» **TASK INSTRUCTIONS**:
Sort through the entries below and pull out lines containing the word "White".

Stored data entries:

▶

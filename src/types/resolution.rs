//! Resolution descriptors and lookup over a device's supported-resolution list.

use serde::{Deserialize, Serialize};
use std::fmt;

/// A single capture resolution supported by a camera device.
///
/// The pixel and byte counts are computed once at construction and cached, so
/// a descriptor is always internally consistent. Descriptors are plain values:
/// cheap to copy, never mutated after construction.
#[derive(Debug, Clone, Copy, PartialEq, Eq, Hash, Serialize, Deserialize)]
pub struct CameraResolution {
    width: u32,
    height: u32,
    byte_per_pixel: u32,
    num_of_pixels: u64,
    total_byte_size: u64,
}

impl CameraResolution {
    /// Create a descriptor from width, height and bytes per pixel.
    ///
    /// Inputs are stored verbatim; zero dimensions are accepted and only
    /// meaningful through [`CameraResolution::is_empty`]. Construction is
    /// total: the derived products saturate at `u64::MAX` rather than panic,
    /// so every type-valid input yields a descriptor.
    pub fn new(width: u32, height: u32, byte_per_pixel: u32) -> Self {
        let num_of_pixels = u64::from(width) * u64::from(height);
        let total_byte_size = num_of_pixels.saturating_mul(u64::from(byte_per_pixel));
        Self {
            width,
            height,
            byte_per_pixel,
            num_of_pixels,
            total_byte_size,
        }
    }

    /// The all-zero sentinel meaning "no resolution selected".
    pub fn empty() -> Self {
        Self::new(0, 0, 0)
    }

    pub fn width(&self) -> u32 {
        self.width
    }

    pub fn height(&self) -> u32 {
        self.height
    }

    pub fn byte_per_pixel(&self) -> u32 {
        self.byte_per_pixel
    }

    /// Width times height, widened to `u64`.
    pub fn num_of_pixels(&self) -> u64 {
        self.num_of_pixels
    }

    /// Total frame size in bytes for this resolution.
    pub fn total_byte_size(&self) -> u64 {
        self.total_byte_size
    }

    /// True iff this is the all-zero sentinel.
    pub fn is_empty(&self) -> bool {
        self.width == 0 && self.height == 0 && self.byte_per_pixel == 0
    }

    /// Position of the first descriptor matching `width` and `height`.
    ///
    /// Scans `resolutions` in order; bytes per pixel is ignored for matching,
    /// so duplicate (width, height) pairs resolve to the earliest entry.
    /// Returns `None` when the slice is empty or nothing matches.
    pub fn find_index(
        resolutions: &[CameraResolution],
        width: u32,
        height: u32,
    ) -> Option<usize> {
        resolutions
            .iter()
            .position(|r| r.width == width && r.height == height)
    }
}

impl Default for CameraResolution {
    fn default() -> Self {
        Self::empty()
    }
}

impl fmt::Display for CameraResolution {
    fn fmt(&self, f: &mut fmt::Formatter<'_>) -> fmt::Result {
        write!(
            f,
            "Resolution: {} x {} x {}",
            self.width, self.height, self.byte_per_pixel
        )
    }
}
#[cfg(test)]
mod error_tests {
    use std::error::Error;
    use wincamera::errors::{CameraError, CameraErrorKind};

    #[test]
    fn test_property_not_supported() {
        let error = CameraError::property_not_supported("White Balance");
        assert_eq!(error.kind(), CameraErrorKind::PropertyNotSupported);
        assert!(error.to_string().contains("White Balance"));
        assert!(error.to_string().contains("not supported"));
    }

    #[test]
    fn test_camera_not_opened() {
        let error = CameraError::camera_not_opened("start_capture()");
        assert_eq!(error.kind(), CameraErrorKind::CameraNotOpened);
        assert_eq!(
            error.to_string(),
            "Camera is not opened in start_capture()"
        );
    }

    #[test]
    fn test_device_not_found() {
        let error = CameraError::device_not_found("usb#missing");
        assert_eq!(error.kind(), CameraErrorKind::DeviceNotFound);
        assert!(error.to_string().contains("usb#missing"));
    }

    #[test]
    fn test_error_debug_format() {
        let error = CameraError::subsystem("init failed");
        let debug_str = format!("{:?}", error);
        assert!(debug_str.contains("SubsystemError"));
        assert!(debug_str.contains("init failed"));
    }

    #[test]
    fn test_error_implements_error_trait() {
        let error = CameraError::config("bad value");
        let _error_trait: &dyn Error = &error;
        assert!(error.source().is_none());
    }

    #[test]
    fn test_kind_drives_dispatch() {
        let errors = vec![
            CameraError::property_not_supported("Zoom"),
            CameraError::camera_not_opened("get_frame()"),
            CameraError::device_not_found("usb#cam9"),
            CameraError::subsystem("teardown race"),
            CameraError::config("missing section"),
        ];

        let kinds: Vec<CameraErrorKind> = errors.iter().map(|e| e.kind()).collect();
        assert_eq!(
            kinds,
            vec![
                CameraErrorKind::PropertyNotSupported,
                CameraErrorKind::CameraNotOpened,
                CameraErrorKind::DeviceNotFound,
                CameraErrorKind::SubsystemError,
                CameraErrorKind::ConfigError,
            ]
        );

        // Display output is the preformatted message, nothing more
        for error in &errors {
            assert_eq!(error.to_string(), error.message());
        }
    }
}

◀

» **TASK RESULT**:
        let error = CameraError::property_not_supported("White Balance");
        assert!(error.to_string().contains("White Balance"));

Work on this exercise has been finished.